I sat down to write this blog post, and I noticed I was a little bit hungry.
And I immediately started fantasizing.
Should I have a cup of frozen pineapple from my freezer? That would be so cold and tropical and satisfying on a humid summer night.
Or perhaps a Kashi oatmeal chocolate chip cookie? They are friggin’ good, and the heartiness of it is sort of filling. I know they have a ton of fiber, and fiber is so good for you. Maybe I could have it with some milk to make it even more substantial….
…And yeah, it kind of went on like that.
Look, I strongly, resolutely, positively believe in eating when you are hungry. It is a core commandment in the Book of Katie.
But also, it’s worth noticing that just because you are hungry, it doesn’t mean you absolutely need to eat this second.
Let’s be clear, I’m not at all saying you shouldn’t eat if you are hungry and if you want to eat. I don’t believe in deprivation. Especially if you are just beginning this journey, it may be empowering to you to eat even when you feel the slightest tinge of hunger. I know it felt that way for me in the beginning.
But I do believe that for many of us who struggle with compulsive eating, it is essential that we take a gentle moment to check in with ourselves when we find that we are about to eat.
If we are not hungry, this gentle check in lets us ask what else is going on.
If we are hungry, this gentle check in lets us ask what else is going on.
Because at the moment when we feel hunger, there are usually other, subtle currents of thought and emotion going on.
Here two of the top ones that happen to me in moments like this:
1. Food is awesome.
When you love food, food sounds pleasant just about anytime. If someone handed me a cupcake from my favorite cupcake place (Bent Spoon in Princeton, NJ – their frosting tastes like butter and nothing is better) right now, I would absolutely love to eat it.
But here’s the thing: I’m not really that hungry. Frankly, I’m barely hungry at all. And yet…it sounds lovely to fantasize about eating. Just thinking about pumpkin cinnamon rolls makes me feel delighted.

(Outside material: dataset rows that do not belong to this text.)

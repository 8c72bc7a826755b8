//! # HTTP Response
//!
//! The outbound message being built while a request moves through
//! middleware and the handler. Anything other than `200 OK` stops the
//! pipeline; [`Response::finalize`] is the terminal step.
//!
//! Headers may repeat. `Set-Cookie` is always appended, so every cookie
//! set while handling a request reaches the client.

use crate::fault::write_fault;
use crate::view::View;
use cookie::time::Duration;
use cookie::Cookie;
use http_body_util::Full;
use hyper::body::Bytes;
use hyper::header::{GetAll, HeaderMap, HeaderName, HeaderValue, SET_COOKIE};
use hyper::StatusCode;
use serde::Serialize;
use std::fmt;
use std::sync::Arc;
use tracing::{error, warn};

pub use cookie::SameSite;

/// Body written for faults when running in production mode
pub const GENERIC_FAULT_MESSAGE: &str = "Internal server error occurred, please try again later.";

/// Attributes of a cookie sent with [`Response::set_cookie`]
#[derive(Debug, Clone, PartialEq, Eq)]
pub struct CookieOptions {
    /// Lifetime in seconds; `None` is a session cookie
    pub max_age: Option<i64>,
    /// Path scope (default: `/`)
    pub path: String,
    /// Domain scope; `None` leaves it to the request host
    pub domain: Option<String>,
    /// Only send over HTTPS
    pub secure: bool,
    /// Hide from scripts (default: on)
    pub http_only: bool,
    /// Cross-site policy (default: `Strict`)
    pub same_site: SameSite,
}

impl Default for CookieOptions {
    fn default() -> Self {
        Self {
            max_age: None,
            path: "/".to_string(),
            domain: None,
            secure: false,
            http_only: true,
            same_site: SameSite::Strict,
        }
    }
}

/// Response under construction
#[derive(Clone)]
pub struct Response {
    status: StatusCode,
    body: String,
    content_type: String,
    headers: HeaderMap,
    view: Option<Arc<dyn View>>,
    finalized: bool,
}

impl fmt::Debug for Response {
    fn fmt(&self, f: &mut fmt::Formatter<'_>) -> fmt::Result {
        f.debug_struct("Response")
            .field("status", &self.status)
            .field("body", &self.body)
            .field("content_type", &self.content_type)
            .field("headers", &self.headers)
            .field("view", &self.view)
            .field("finalized", &self.finalized)
            .finish()
    }
}

impl Default for Response {
    fn default() -> Self {
        Self {
            status: StatusCode::OK,
            body: String::new(),
            content_type: "text/html; charset=utf-8".to_string(),
            headers: HeaderMap::new(),
            view: None,
            finalized: false,
        }
    }
}

impl Response {
    /// Empty `200 OK` response
    #[must_use]
    pub fn new() -> Self {
        Self::default()
    }

    /// Create a text response
    #[must_use]
    pub fn text(body: impl Into<String>) -> Self {
        Self {
            body: body.into(),
            content_type: "text/plain".to_string(),
            ..Self::default()
        }
    }

    /// Create a JSON response from any serializable value
    ///
    /// # Errors
    ///
    /// Returns the serializer error if `value` cannot be encoded.
    pub fn json<T: Serialize>(value: &T) -> serde_json::Result<Self> {
        Ok(Self {
            body: serde_json::to_string(value)?,
            content_type: "application/json".to_string(),
            ..Self::default()
        })
    }

    /// Current status code
    #[must_use]
    pub fn status(&self) -> StatusCode {
        self.status
    }

    /// Set status code
    pub fn set_status(&mut self, status: StatusCode) -> &mut Self {
        self.status = status;
        self
    }

    /// Set status code (builder form)
    #[must_use]
    pub fn with_status(mut self, status: StatusCode) -> Self {
        self.status = status;
        self
    }

    /// Whether the pipeline may continue past this response
    #[must_use]
    pub fn is_success(&self) -> bool {
        self.status == StatusCode::OK
    }

    /// Append text to the body
    pub fn write(&mut self, text: &str) -> &mut Self {
        self.body.push_str(text);
        self
    }

    /// Append text and a line break (`<br/>` or `\n`)
    pub fn write_line(&mut self, text: &str, use_html_br: bool) -> &mut Self {
        self.body.push_str(text);
        self.body.push_str(if use_html_br { "<br/>" } else { "\n" });
        self
    }

    /// Body accumulated so far
    #[must_use]
    pub fn content(&self) -> &str {
        &self.body
    }

    /// Clear the body
    pub fn wipe_content(&mut self) -> &mut Self {
        self.body.clear();
        self
    }

    /// Content type sent with the body
    #[must_use]
    pub fn content_type(&self) -> &str {
        &self.content_type
    }

    /// Set or override a header
    ///
    /// `Set-Cookie` is appended instead of replaced. Names or values that
    /// are not valid in HTTP are dropped with a warning.
    pub fn set_header(&mut self, key: &str, value: &str) -> &mut Self {
        if key.eq_ignore_ascii_case("content-type") {
            self.content_type = value.to_string();
            return self;
        }

        let Some((name, value)) = header_pair(key, value) else {
            return self;
        };
        if name == SET_COOKIE {
            self.headers.append(name, value);
        } else {
            self.headers.insert(name, value);
        }
        self
    }

    /// Add a header, keeping existing values of the same name
    pub fn append_header(&mut self, key: &str, value: &str) -> &mut Self {
        if let Some((name, value)) = header_pair(key, value) {
            self.headers.append(name, value);
        }
        self
    }

    /// Set header (builder form)
    #[must_use]
    pub fn with_header(mut self, key: &str, value: &str) -> Self {
        self.set_header(key, value);
        self
    }

    /// Remove every value of a header
    pub fn remove_header(&mut self, key: &str) -> &mut Self {
        self.headers.remove(key);
        self
    }

    /// First value of a header (case-insensitive)
    #[must_use]
    pub fn header(&self, key: &str) -> Option<&str> {
        if key.eq_ignore_ascii_case("content-type") {
            return Some(&self.content_type);
        }
        self.headers.get(key).and_then(|v| v.to_str().ok())
    }

    /// Every value of a header, in insertion order
    #[must_use]
    pub fn header_all(&self, key: &str) -> GetAll<'_, HeaderValue> {
        self.headers.get_all(key)
    }

    /// All headers except the content type
    #[must_use]
    pub fn headers(&self) -> &HeaderMap {
        &self.headers
    }

    /// Send a cookie
    pub fn set_cookie(&mut self, name: &str, value: &str, options: &CookieOptions) -> &mut Self {
        let mut builder = Cookie::build((name.to_string(), value.to_string()))
            .path(options.path.clone())
            .secure(options.secure)
            .http_only(options.http_only)
            .same_site(options.same_site);
        if let Some(seconds) = options.max_age {
            builder = builder.max_age(Duration::seconds(seconds));
        }
        if let Some(domain) = &options.domain {
            builder = builder.domain(domain.clone());
        }

        self.add_cookie(&builder.build())
    }

    /// Send a prepared cookie
    pub fn add_cookie(&mut self, cookie: &Cookie<'_>) -> &mut Self {
        self.set_header(SET_COOKIE.as_str(), &cookie.to_string())
    }

    /// Tell the client to drop a cookie set on path `/`
    pub fn remove_cookie(&mut self, name: &str) -> &mut Self {
        let mut cookie = Cookie::build((name.to_string(), String::new())).path("/").build();
        cookie.make_removal();
        self.add_cookie(&cookie)
    }

    /// Attach a view rendered on finalize
    pub fn set_view(&mut self, view: Arc<dyn View>) -> &mut Self {
        self.view = Some(view);
        self
    }

    /// Attached view, if any
    #[must_use]
    pub fn view(&self) -> Option<&Arc<dyn View>> {
        self.view.as_ref()
    }

    /// Whether [`Response::finalize`] already ran
    #[must_use]
    pub fn is_finalized(&self) -> bool {
        self.finalized
    }

    /// Render the attached view into the body and close the response
    ///
    /// A view that fails to render is a fault: the response becomes a 500
    /// carrying the generic message in production and the render error
    /// otherwise. Finalizing twice is a no-op.
    #[must_use]
    pub fn finalize(mut self, is_production: bool) -> Self {
        if self.finalized {
            return self;
        }

        if let Some(view) = self.view.take() {
            match view.render() {
                Ok(html) => self.body.push_str(&html),
                Err(e) => {
                    error!(view = view.name(), error = %e, "View render failed");
                    write_fault(&mut self, &e.to_string(), is_production);
                }
            }
        }

        self.finalized = true;
        self
    }

    /// Convert to hyper Response
    ///
    /// Responses leaving through the transport are already finalized by the
    /// dispatcher; anything that is not is finalized in production mode.
    pub(crate) fn into_hyper(self) -> hyper::Response<Full<Bytes>> {
        let response = self.finalize(true);
        let mut builder = hyper::Response::builder()
            .status(response.status)
            .header(hyper::header::CONTENT_TYPE, &response.content_type);
        if let Some(headers) = builder.headers_mut() {
            headers.extend(response.headers);
        }

        builder
            .body(Full::new(Bytes::from(response.body)))
            .unwrap_or_else(|_| {
                let mut fallback = hyper::Response::new(Full::new(Bytes::from(GENERIC_FAULT_MESSAGE)));
                *fallback.status_mut() = StatusCode::INTERNAL_SERVER_ERROR;
                fallback
            })
    }
}

fn header_pair(key: &str, value: &str) -> Option<(HeaderName, HeaderValue)> {
    match (
        HeaderName::from_bytes(key.as_bytes()),
        HeaderValue::from_str(value),
    ) {
        (Ok(name), Ok(value)) => Some((name, value)),
        _ => {
            warn!(header = key, "Dropped invalid response header");
            None
        }
    }
}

So when you love food, eating anytime sounds nice. And look, you can eat anytime. Despite what many of us have come to believe, if you eat when you are not hungry, you will not immediately become a blimp and the food police will not knock down your door.

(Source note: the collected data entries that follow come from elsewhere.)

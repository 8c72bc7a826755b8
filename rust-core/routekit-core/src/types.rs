//! # Type System for Path Parameters
//!
//! Declared parameter types and the typed values they produce.
//!
//! Each `ParamType` variant owns its parsing rule; validation dispatches by
//! pattern matching on the variant, never by inspecting the value.

use crate::validation::{ParamRejection, ValidationResult};
use std::cmp::Ordering;
use std::fmt;

/// Supported path parameter types
///
/// Used during route registration to specify expected types.
/// Default is `String`.
#[derive(Debug, Clone, Copy, PartialEq, Eq, Hash, Default)]
pub enum ParamType {
    /// String type (default) - no conversion
    #[default]
    String,
    /// Integer type - parses to i64
    Int,
    /// Float type - parses to f64
    Float,
    /// Boolean type - true/false, 1/0, yes/no, on/off
    Bool,
}

impl ParamType {
    /// Parse type specifier from route pattern (e.g., "int" from "{id:int}")
    #[must_use]
    pub fn from_specifier(s: &str) -> Self {
        match s.to_lowercase().as_str() {
            "int" | "integer" | "i64" => Self::Int,
            "float" | "f64" | "number" => Self::Float,
            "bool" | "boolean" => Self::Bool,
            _ => Self::String,
        }
    }

    /// Get the type name for error messages
    #[must_use]
    pub fn type_name(&self) -> &'static str {
        match self {
            Self::String => "string",
            Self::Int => "int",
            Self::Float => "float",
            Self::Bool => "bool",
        }
    }

    /// Parse a raw segment into a typed value
    ///
    /// Only checks the type; range and length limits are applied by
    /// `RouteParameter`.
    ///
    /// # Errors
    ///
    /// Returns `ParamRejection::InvalidType` when the value does not parse.
    pub fn parse(self, raw: &str) -> ValidationResult<ParamValue> {
        let invalid = ParamRejection::InvalidType {
            expected: self.type_name(),
        };

        match self {
            Self::String => Ok(ParamValue::String(raw.to_string())),
            Self::Int if is_decimal_int(raw) => {
                raw.parse::<i64>().map(ParamValue::Int).map_err(|_| invalid)
            }
            Self::Int => Err(invalid),
            Self::Float => match raw.parse::<f64>() {
                Ok(f) if f.is_finite() => Ok(ParamValue::Float(f)),
                _ => Err(invalid),
            },
            Self::Bool => parse_bool(raw).map(ParamValue::Bool).ok_or(invalid),
        }
    }
}

impl fmt::Display for ParamType {
    fn fmt(&self, f: &mut fmt::Formatter<'_>) -> fmt::Result {
        write!(f, "{}", self.type_name())
    }
}

/// Converted parameter value
#[derive(Debug, Clone, PartialEq)]
pub enum ParamValue {
    /// String value (no conversion performed)
    String(String),
    /// Integer value (i64)
    Int(i64),
    /// Float value (f64)
    Float(f64),
    /// Boolean value
    Bool(bool),
}

impl ParamValue {
    /// Compare against a limit (value for numbers, byte length for strings)
    ///
    /// Integers are compared exactly, never through `f64`. Booleans have no
    /// order and return `None`.
    #[must_use]
    pub fn compare_to(&self, limit: Limit) -> Option<Ordering> {
        match self {
            Self::String(s) => compare_int(i64::try_from(s.len()).unwrap_or(i64::MAX), limit),
            Self::Int(i) => compare_int(*i, limit),
            Self::Float(f) => compare_float(*f, limit),
            Self::Bool(_) => None,
        }
    }

    /// Get as i64 if Int variant
    #[must_use]
    pub fn as_int(&self) -> Option<i64> {
        match self {
            Self::Int(i) => Some(*i),
            _ => None,
        }
    }

    /// Get as f64 if Float variant
    #[must_use]
    pub fn as_float(&self) -> Option<f64> {
        match self {
            Self::Float(f) => Some(*f),
            _ => None,
        }
    }

    /// Get as bool if Bool variant
    #[must_use]
    pub fn as_bool(&self) -> Option<bool> {
        match self {
            Self::Bool(b) => Some(*b),
            _ => None,
        }
    }
}

/// Bound on a parameter: a value for numbers, a length for strings
#[derive(Debug, Clone, Copy, PartialEq)]
pub enum Limit {
    /// Integer bound
    Int(i64),
    /// Fractional bound
    Float(f64),
}

impl Limit {
    /// Order of two limits; `None` only when a `NaN` is involved
    #[must_use]
    pub fn compare(self, other: Self) -> Option<Ordering> {
        match self {
            Self::Int(i) => compare_int(i, other),
            Self::Float(f) => compare_float(f, other),
        }
    }
}

impl From<i64> for Limit {
    fn from(value: i64) -> Self {
        Self::Int(value)
    }
}

impl From<i32> for Limit {
    fn from(value: i32) -> Self {
        Self::Int(value.into())
    }
}

impl From<u32> for Limit {
    fn from(value: u32) -> Self {
        Self::Int(value.into())
    }
}

impl From<f64> for Limit {
    fn from(value: f64) -> Self {
        Self::Float(value)
    }
}

impl fmt::Display for Limit {
    fn fmt(&self, f: &mut fmt::Formatter<'_>) -> fmt::Result {
        match self {
            Self::Int(i) => write!(f, "{i}"),
            Self::Float(x) => write!(f, "{x}"),
        }
    }
}

fn compare_int(value: i64, limit: Limit) -> Option<Ordering> {
    // 2^63, exactly representable
    const BOUND: f64 = 9_223_372_036_854_775_808.0;

    match limit {
        Limit::Int(l) => Some(value.cmp(&l)),
        Limit::Float(l) if l.is_nan() => None,
        Limit::Float(l) => {
            let floor = l.floor();
            if floor >= BOUND {
                return Some(Ordering::Less);
            }
            if floor < -BOUND {
                return Some(Ordering::Greater);
            }
            #[allow(clippy::cast_possible_truncation)]
            let whole = floor as i64;
            Some(match value.cmp(&whole) {
                Ordering::Equal if l > floor => Ordering::Less,
                other => other,
            })
        }
    }
}

#[allow(clippy::cast_precision_loss)]
fn compare_float(value: f64, limit: Limit) -> Option<Ordering> {
    match limit {
        Limit::Int(l) => value.partial_cmp(&(l as f64)),
        Limit::Float(l) => value.partial_cmp(&l),
    }
}

/// Optional sign, then `0` or digits without a leading zero
fn is_decimal_int(raw: &str) -> bool {
    let digits = raw.strip_prefix(['+', '-']).unwrap_or(raw);
    match digits.as_bytes() {
        [] => false,
        [b'0'] => true,
        [b'0', ..] => false,
        bytes => bytes.iter().all(u8::is_ascii_digit),
    }
}

fn parse_bool(raw: &str) -> Option<bool> {
    match raw.to_lowercase().as_str() {
        "true" | "1" | "yes" | "on" => Some(true),
        "false" | "0" | "no" | "off" => Some(false),
        _ => None,
    }
}

/// Parse a path segment pattern to extract name and type
///
/// Examples:
/// - `{id}` -> ("id", ParamType::String)
/// - `{id:int}` -> ("id", ParamType::Int)
/// - `{price:float}` -> ("price", ParamType::Float)
///
/// # Returns
///
/// `Some((name, type))` if pattern is a parameter, `None` if static segment.
#[must_use]
pub fn parse_param_pattern(segment: &str) -> Option<(String, ParamType)> {
    if segment.len() >= 2 && segment.starts_with('{') && segment.ends_with('}') {
        let inner = &segment[1..segment.len() - 1];

        if let Some((name, type_spec)) = inner.split_once(':') {
            Some((name.to_string(), ParamType::from_specifier(type_spec)))
        } else {
            Some((inner.to_string(), ParamType::String))
        }
    } else {
        None
    }
}

#[cfg(test)]
mod tests {
    use super::*;

    #[test]
    fn test_param_type_from_specifier() {
        assert_eq!(ParamType::from_specifier("int"), ParamType::Int);
        assert_eq!(ParamType::from_specifier("INT"), ParamType::Int);
        assert_eq!(ParamType::from_specifier("integer"), ParamType::Int);
        assert_eq!(ParamType::from_specifier("float"), ParamType::Float);
        assert_eq!(ParamType::from_specifier("bool"), ParamType::Bool);
        assert_eq!(ParamType::from_specifier("unknown"), ParamType::String);
    }

    #[test]
    fn test_parse_string() {
        let result = ParamType::String.parse("hello").unwrap();
        assert_eq!(result, ParamValue::String("hello".to_string()));
    }

    #[test]
    fn test_parse_int() {
        assert_eq!(ParamType::Int.parse("123").unwrap(), ParamValue::Int(123));
        assert_eq!(ParamType::Int.parse("-456").unwrap(), ParamValue::Int(-456));
    }

    #[test]
    fn test_parse_int_invalid() {
        assert_eq!(
            ParamType::Int.parse("abc"),
            Err(ParamRejection::InvalidType { expected: "int" })
        );
        assert!(ParamType::Int.parse("1.5").is_err());
        assert!(ParamType::Int.parse("").is_err());
    }

    #[test]
    fn test_parse_float() {
        assert_eq!(ParamType::Float.parse("3.25").unwrap(), ParamValue::Float(3.25));
        assert_eq!(ParamType::Float.parse("7").unwrap(), ParamValue::Float(7.0));
    }

    #[test]
    fn test_parse_float_rejects_non_finite() {
        assert!(ParamType::Float.parse("inf").is_err());
        assert!(ParamType::Float.parse("NaN").is_err());
        assert!(ParamType::Float.parse("1.2.3").is_err());
    }

    #[test]
    fn test_parse_bool() {
        assert_eq!(ParamType::Bool.parse("true").unwrap(), ParamValue::Bool(true));
        assert_eq!(ParamType::Bool.parse("FALSE").unwrap(), ParamValue::Bool(false));
        assert_eq!(ParamType::Bool.parse("1").unwrap(), ParamValue::Bool(true));
        assert_eq!(ParamType::Bool.parse("0").unwrap(), ParamValue::Bool(false));
        assert_eq!(ParamType::Bool.parse("Yes").unwrap(), ParamValue::Bool(true));
        assert_eq!(ParamType::Bool.parse("off").unwrap(), ParamValue::Bool(false));
        assert!(ParamType::Bool.parse("maybe").is_err());
    }

    #[test]
    fn test_parse_param_pattern() {
        assert_eq!(
            parse_param_pattern("{id}"),
            Some(("id".to_string(), ParamType::String))
        );
        assert_eq!(
            parse_param_pattern("{id:int}"),
            Some(("id".to_string(), ParamType::Int))
        );
        assert_eq!(
            parse_param_pattern("{price:float}"),
            Some(("price".to_string(), ParamType::Float))
        );
        assert_eq!(parse_param_pattern("static"), None);
        assert_eq!(parse_param_pattern("}"), None);
    }

    #[test]
    fn test_parse_int_grammar() {
        assert_eq!(ParamType::Int.parse("+7").unwrap(), ParamValue::Int(7));
        assert_eq!(ParamType::Int.parse("0").unwrap(), ParamValue::Int(0));
        assert!(ParamType::Int.parse("007").is_err());
        assert!(ParamType::Int.parse("-01").is_err());
        assert!(ParamType::Int.parse("+").is_err());
        assert!(ParamType::Int.parse(" 7").is_err());
    }

    #[test]
    fn test_compare_to() {
        assert_eq!(
            ParamValue::String("abcd".to_string()).compare_to(Limit::Int(4)),
            Some(Ordering::Equal)
        );
        assert_eq!(ParamValue::Int(-3).compare_to(Limit::Float(-2.5)), Some(Ordering::Less));
        assert_eq!(ParamValue::Float(2.5).compare_to(Limit::Int(2)), Some(Ordering::Greater));
        assert_eq!(ParamValue::Bool(true).compare_to(Limit::Int(1)), None);
    }

    #[test]
    fn test_compare_int_is_exact_past_f64_precision() {
        // 2^53 + 1 rounds to 2^53 as f64
        let value = ParamValue::Int(9_007_199_254_740_993);
        assert_eq!(
            value.compare_to(Limit::Float(9_007_199_254_740_992.0)),
            Some(Ordering::Greater)
        );
        assert_eq!(
            value.compare_to(Limit::Int(9_007_199_254_740_992)),
            Some(Ordering::Greater)
        );
        assert_eq!(
            ParamValue::Int(i64::MAX).compare_to(Limit::Float(f64::INFINITY)),
            Some(Ordering::Less)
        );
    }
}
//! Tracing subscriber setup.

use tracing_subscriber::EnvFilter;

/// Default filter when `RUST_LOG` is not set
pub const DEFAULT_DIRECTIVE: &str = "routekit_core=info";

/// Output format of the log lines
#[derive(Debug, Clone, Copy, PartialEq, Eq, Default)]
pub enum LogFormat {
    /// Human readable lines
    #[default]
    Plain,
    /// One JSON object per event
    Json,
}

/// Install the global tracing subscriber
///
/// Honors `RUST_LOG`, falling back to [`DEFAULT_DIRECTIVE`]. Returns `false`
/// when a subscriber was already installed, in which case nothing changes.
pub fn init_tracing(format: LogFormat) -> bool {
    let filter =
        EnvFilter::try_from_default_env().unwrap_or_else(|_| EnvFilter::new(DEFAULT_DIRECTIVE));
    let builder = tracing_subscriber::fmt().with_env_filter(filter);

    match format {
        LogFormat::Plain => builder.try_init().is_ok(),
        LogFormat::Json => builder.json().try_init().is_ok(),
    }
}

It’s a deeper question – sure, I love food. But my body doesn’t really need food right now. And (1) food tastes better when I’m truly hungry and (2) food tastes better when I know that I’m taking care of myself on a deeper level, by only really eating when I’m hungry.
2. Food is a cheap, quick, and convenient way to take care of yourself.
I knew I should write a blog post. On my deepest level that wants to share what has changed my life with the world, I definitely wanted to write. But on that level that says “Oh god, you’re not going to write anything good and you should just stop now and go to bed or maybe go on tumblr for an hour but whatever you do, don’t try to write” – yeah, that level wasn’t so interested.
Other things that inevitably make me want to eat include: being with people who make me feel uncomfortable, trying to do work that tires out my brain, and facing truths about my life that I don’t want to face. All those things take a lot of emotional, spiritual, and intellectual work.
You know what doesn’t take a lot of emotional, spiritual, and intellectual work? Eating.
I mean, if you’re really thoughtful about it, eating does take some of that deep work. But mostly, the gap between thinking “I’m a tad peckish” and finding myself at my freezer eating large spoonful’s of Ben and Jerry’s can be nearly nonexistent.
And I can feel virtuous, because I was hungry and I ate! Look at me, ma! I found food all by me-self!
Uh, yeah. It IS great and life affirming to eat when you are hungry. But when you are eating because you are avoiding deeper emotional tasks…not so much.
So that is my loving question to you: have you found yourself in a situation where you wanted to eat, but realized you were avoiding the elephant in the room? Was it a late night wanna-eat, or at another time? It would be such a privilege if you would share with me.